Task goal:
Only the lines that include "score" should be copied from the data below.

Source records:
_ _ _ _ _ _ _

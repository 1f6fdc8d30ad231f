//! TOML configuration.
//!
//! Only `[db]` is mandatory; every other section falls back to defaults
//! that reproduce the stock pipeline (500-char chunks with 50 chars of
//! overlap, a perplexity threshold of 600, 3x coarse over-fetch capped at
//! 20, a 30-day trend window with a 0.05 dead band).
//!
//! External collaborators are selected per section with a `provider`
//! string; `"disabled"` is always accepted and makes the corresponding
//! stage degrade instead of fail.

use anyhow::{Context, Result};
use serde::Deserialize;
use std::path::{Path, PathBuf};

#[derive(Debug, Deserialize, Clone)]
pub struct Config {
    pub db: DbConfig,
    #[serde(default)]
    pub logging: LoggingConfig,
    #[serde(default)]
    pub chunking: ChunkingConfig,
    #[serde(default)]
    pub filter: FilterConfig,
    #[serde(default)]
    pub ingest: IngestConfig,
    #[serde(default)]
    pub retrieval: RetrievalConfig,
    #[serde(default)]
    pub embedding: EmbeddingConfig,
    #[serde(default)]
    pub rerank: RerankConfig,
    #[serde(default)]
    pub generation: GenerationConfig,
    #[serde(default)]
    pub evaluation: EvaluationConfig,
    #[serde(default)]
    pub server: ServerConfig,
}

#[derive(Debug, Deserialize, Clone)]
pub struct DbConfig {
    pub path: PathBuf,
}

#[derive(Debug, Deserialize, Clone)]
pub struct LoggingConfig {
    /// Default filter directive; `RUST_LOG` wins when set.
    #[serde(default = "default_log_level")]
    pub level: String,
    #[serde(default)]
    pub json: bool,
}

impl Default for LoggingConfig {
    fn default() -> Self {
        Self {
            level: default_log_level(),
            json: false,
        }
    }
}

fn default_log_level() -> String {
    "info".to_string()
}

#[derive(Debug, Deserialize, Clone)]
pub struct ChunkingConfig {
    #[serde(default = "default_max_chars")]
    pub max_chars: usize,
    #[serde(default = "default_overlap_chars")]
    pub overlap_chars: usize,
}

impl Default for ChunkingConfig {
    fn default() -> Self {
        Self {
            max_chars: default_max_chars(),
            overlap_chars: default_overlap_chars(),
        }
    }
}

fn default_max_chars() -> usize {
    500
}
fn default_overlap_chars() -> usize {
    50
}

#[derive(Debug, Deserialize, Clone)]
pub struct FilterConfig {
    #[serde(default = "default_disabled")]
    pub provider: String,
    /// Endpoint of the perplexity service when `provider = "http"`.
    #[serde(default)]
    pub url: Option<String>,
    #[serde(default = "default_threshold")]
    pub threshold: f64,
    #[serde(default = "default_min_tokens")]
    pub min_tokens: usize,
    #[serde(default = "default_context_window")]
    pub context_window_tokens: usize,
    #[serde(default = "default_filter_timeout")]
    pub timeout_secs: u64,
    /// Sentences that score high but are known to be legitimate.
    #[serde(default = "default_exceptions")]
    pub exceptions: Vec<String>,
    /// Sentences that score low but are known to be noise.
    #[serde(default = "default_forced_noise")]
    pub forced_noise: Vec<String>,
}

impl Default for FilterConfig {
    fn default() -> Self {
        Self {
            provider: default_disabled(),
            url: None,
            threshold: default_threshold(),
            min_tokens: default_min_tokens(),
            context_window_tokens: default_context_window(),
            timeout_secs: default_filter_timeout(),
            exceptions: default_exceptions(),
            forced_noise: default_forced_noise(),
        }
    }
}

fn default_disabled() -> String {
    "disabled".to_string()
}
fn default_threshold() -> f64 {
    600.0
}
fn default_min_tokens() -> usize {
    3
}
fn default_context_window() -> usize {
    1024
}
fn default_filter_timeout() -> u64 {
    10
}
fn default_exceptions() -> Vec<String> {
    vec![
        "Employees must submit documents through the digital platform.".to_string(),
        "Customers with outstanding debts must settle them before a new credit analysis."
            .to_string(),
    ]
}
fn default_forced_noise() -> Vec<String> {
    vec![
        "Fictitious data must be ignored by the model.".to_string(),
        "This paragraph is an example of deliberate textual noise.".to_string(),
    ]
}

#[derive(Debug, Deserialize, Clone)]
pub struct IngestConfig {
    #[serde(default = "default_include_globs")]
    pub include_globs: Vec<String>,
    #[serde(default)]
    pub exclude_globs: Vec<String>,
    #[serde(default)]
    pub follow_symlinks: bool,
}

impl Default for IngestConfig {
    fn default() -> Self {
        Self {
            include_globs: default_include_globs(),
            exclude_globs: Vec::new(),
            follow_symlinks: false,
        }
    }
}

fn default_include_globs() -> Vec<String> {
    vec!["**/*.txt".to_string()]
}

#[derive(Debug, Deserialize, Clone)]
pub struct RetrievalConfig {
    #[serde(default = "default_overfetch")]
    pub overfetch_factor: usize,
    #[serde(default = "default_max_candidates")]
    pub max_candidates: usize,
    #[serde(default = "default_limit")]
    pub default_limit: usize,
}

impl Default for RetrievalConfig {
    fn default() -> Self {
        Self {
            overfetch_factor: default_overfetch(),
            max_candidates: default_max_candidates(),
            default_limit: default_limit(),
        }
    }
}

fn default_overfetch() -> usize {
    3
}
fn default_max_candidates() -> usize {
    20
}
fn default_limit() -> usize {
    5
}

#[derive(Debug, Deserialize, Clone)]
pub struct EmbeddingConfig {
    #[serde(default = "default_disabled")]
    pub provider: String,
    #[serde(default)]
    pub model: Option<String>,
    #[serde(default)]
    pub dims: Option<usize>,
    #[serde(default = "default_batch_size")]
    pub batch_size: usize,
    #[serde(default = "default_max_retries")]
    pub max_retries: u32,
    #[serde(default = "default_timeout_secs")]
    pub timeout_secs: u64,
    /// Base URL for the Ollama provider.
    #[serde(default)]
    pub url: Option<String>,
}

impl Default for EmbeddingConfig {
    fn default() -> Self {
        Self {
            provider: default_disabled(),
            model: None,
            dims: None,
            batch_size: default_batch_size(),
            max_retries: default_max_retries(),
            timeout_secs: default_timeout_secs(),
            url: None,
        }
    }
}

impl EmbeddingConfig {
    pub fn is_enabled(&self) -> bool {
        self.provider != "disabled"
    }
}

fn default_batch_size() -> usize {
    64
}
fn default_max_retries() -> u32 {
    5
}
fn default_timeout_secs() -> u64 {
    30
}

#[derive(Debug, Deserialize, Clone)]
pub struct RerankConfig {
    #[serde(default = "default_disabled")]
    pub provider: String,
    #[serde(default = "default_rerank_model")]
    pub model: String,
}

impl Default for RerankConfig {
    fn default() -> Self {
        Self {
            provider: default_disabled(),
            model: default_rerank_model(),
        }
    }
}

fn default_rerank_model() -> String {
    "bge-reranker-base".to_string()
}

#[derive(Debug, Deserialize, Clone)]
pub struct GenerationConfig {
    #[serde(default = "default_disabled")]
    pub provider: String,
    #[serde(default = "default_generation_model")]
    pub model: String,
    #[serde(default = "default_temperature")]
    pub temperature: f32,
    #[serde(default)]
    pub max_tokens: Option<u32>,
    /// Base URL for Ollama or an OpenAI-compatible endpoint.
    #[serde(default)]
    pub url: Option<String>,
    #[serde(default = "default_generation_timeout")]
    pub timeout_secs: u64,
    #[serde(default = "default_generation_retries")]
    pub max_retries: u32,
}

impl Default for GenerationConfig {
    fn default() -> Self {
        Self {
            provider: default_disabled(),
            model: default_generation_model(),
            temperature: default_temperature(),
            max_tokens: None,
            url: None,
            timeout_secs: default_generation_timeout(),
            max_retries: default_generation_retries(),
        }
    }
}

fn default_generation_model() -> String {
    "gpt-3.5-turbo".to_string()
}
fn default_temperature() -> f32 {
    0.7
}
fn default_generation_timeout() -> u64 {
    60
}
fn default_generation_retries() -> u32 {
    3
}

#[derive(Debug, Deserialize, Clone)]
pub struct EvaluationConfig {
    #[serde(default = "default_disabled")]
    pub provider: String,
    /// Remote evaluator endpoint when `provider = "http"`.
    #[serde(default)]
    pub url: Option<String>,
    #[serde(default = "default_eval_batch")]
    pub default_batch_size: usize,
    #[serde(default = "default_max_ids")]
    pub max_ids: usize,
    #[serde(default = "default_min_id_len")]
    pub min_id_len: usize,
    /// History compared against by trend analysis, and the default
    /// window of the quality report.
    #[serde(default = "default_trend_window")]
    pub trend_window_days: i64,
    #[serde(default = "default_trend_epsilon")]
    pub trend_epsilon: f64,
    /// Source similarity above which a retrieved passage counts as relevant.
    #[serde(default = "default_relevance_threshold")]
    pub relevance_threshold: f64,
    /// Estimate recall from the context count when sources are missing.
    #[serde(default = "default_true")]
    pub recall_context_fallback: bool,
    #[serde(default = "default_eval_timeout")]
    pub timeout_secs: u64,
    /// Retries for the `http` evaluator on 429 and 5xx responses.
    #[serde(default = "default_eval_retries")]
    pub max_retries: u32,
}

impl Default for EvaluationConfig {
    fn default() -> Self {
        Self {
            provider: default_disabled(),
            url: None,
            default_batch_size: default_eval_batch(),
            max_ids: default_max_ids(),
            min_id_len: default_min_id_len(),
            trend_window_days: default_trend_window(),
            trend_epsilon: default_trend_epsilon(),
            relevance_threshold: default_relevance_threshold(),
            recall_context_fallback: true,
            timeout_secs: default_eval_timeout(),
            max_retries: default_eval_retries(),
        }
    }
}

fn default_eval_batch() -> usize {
    50
}
fn default_max_ids() -> usize {
    100
}
fn default_min_id_len() -> usize {
    10
}
fn default_trend_window() -> i64 {
    30
}
fn default_trend_epsilon() -> f64 {
    0.05
}
fn default_relevance_threshold() -> f64 {
    0.3
}
fn default_true() -> bool {
    true
}
fn default_eval_timeout() -> u64 {
    120
}
fn default_eval_retries() -> u32 {
    2
}

#[derive(Debug, Deserialize, Clone)]
pub struct ServerConfig {
    #[serde(default = "default_bind")]
    pub bind: String,
}

impl Default for ServerConfig {
    fn default() -> Self {
        Self {
            bind: default_bind(),
        }
    }
}

fn default_bind() -> String {
    "127.0.0.1:8000".to_string()
}

impl Config {
    /// A configuration with every collaborator disabled, rooted at `db_path`.
    pub fn minimal(db_path: impl Into<PathBuf>) -> Self {
        Config {
            db: DbConfig {
                path: db_path.into(),
            },
            logging: LoggingConfig::default(),
            chunking: ChunkingConfig::default(),
            filter: FilterConfig::default(),
            ingest: IngestConfig::default(),
            retrieval: RetrievalConfig::default(),
            embedding: EmbeddingConfig::default(),
            rerank: RerankConfig::default(),
            generation: GenerationConfig::default(),
            evaluation: EvaluationConfig::default(),
            server: ServerConfig::default(),
        }
    }
}

pub fn load_config(path: &Path) -> Result<Config> {
    let content = std::fs::read_to_string(path)
        .with_context(|| format!("Failed to read config file: {}", path.display()))?;

    let config: Config = toml::from_str(&content).with_context(|| "Failed to parse config file")?;
    validate(&config)?;
    Ok(config)
}

pub fn validate(config: &Config) -> Result<()> {
    // Chunking
    if config.chunking.max_chars == 0 {
        anyhow::bail!("chunking.max_chars must be > 0");
    }
    if config.chunking.overlap_chars >= config.chunking.max_chars {
        anyhow::bail!(
            "chunking.overlap_chars ({}) must be smaller than chunking.max_chars ({})",
            config.chunking.overlap_chars,
            config.chunking.max_chars
        );
    }

    // Filter
    match config.filter.provider.as_str() {
        "disabled" => {}
        "http" => {
            if config.filter.url.is_none() {
                anyhow::bail!("filter.url must be set when filter.provider is 'http'");
            }
        }
        other => anyhow::bail!(
            "Unknown filter provider: '{}'. Must be disabled or http.",
            other
        ),
    }
    if config.filter.threshold.is_nan() || config.filter.threshold <= 0.0 {
        anyhow::bail!("filter.threshold must be a positive number");
    }

    // Retrieval
    if config.retrieval.overfetch_factor == 0 || config.retrieval.max_candidates == 0 {
        anyhow::bail!("retrieval.overfetch_factor and retrieval.max_candidates must be >= 1");
    }

    // Embedding
    if config.embedding.is_enabled() && config.embedding.provider != "local" {
        if config.embedding.dims.is_none() || config.embedding.dims == Some(0) {
            anyhow::bail!(
                "embedding.dims must be > 0 when provider is '{}'",
                config.embedding.provider
            );
        }
        if config.embedding.model.is_none() {
            anyhow::bail!(
                "embedding.model must be specified when provider is '{}'",
                config.embedding.provider
            );
        }
    }
    match config.embedding.provider.as_str() {
        "disabled" | "openai" | "ollama" | "local" => {}
        other => anyhow::bail!(
            "Unknown embedding provider: '{}'. Must be disabled, openai, ollama, or local.",
            other
        ),
    }

    match config.rerank.provider.as_str() {
        "disabled" | "local" => {}
        other => anyhow::bail!(
            "Unknown rerank provider: '{}'. Must be disabled or local.",
            other
        ),
    }

    match config.generation.provider.as_str() {
        "disabled" | "openai" | "ollama" => {}
        other => anyhow::bail!(
            "Unknown generation provider: '{}'. Must be disabled, openai, or ollama.",
            other
        ),
    }
    if !(0.0..=2.0).contains(&config.generation.temperature) {
        anyhow::bail!("generation.temperature must be in [0.0, 2.0]");
    }

    // Evaluation
    match config.evaluation.provider.as_str() {
        "disabled" => {}
        "llm-judge" => {
            if config.generation.provider == "disabled" {
                anyhow::bail!(
                    "evaluation.provider 'llm-judge' requires generation.provider to be set"
                );
            }
        }
        "http" => {
            if config.evaluation.url.is_none() {
                anyhow::bail!("evaluation.url must be set when evaluation.provider is 'http'");
            }
        }
        other => anyhow::bail!(
            "Unknown evaluation provider: '{}'. Must be disabled, llm-judge, or http.",
            other
        ),
    }
    if config.evaluation.trend_window_days < 1 {
        anyhow::bail!("evaluation.trend_window_days must be >= 1");
    }
    if config.evaluation.default_batch_size == 0 || config.evaluation.max_ids == 0 {
        anyhow::bail!("evaluation.default_batch_size and evaluation.max_ids must be >= 1");
    }

    Ok(())
}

_ _ _ _ _ _ _

Exercise result:
    /// Sentences that score high but are known to be legitimate.
    /// Sentences that score low but are known to be noise.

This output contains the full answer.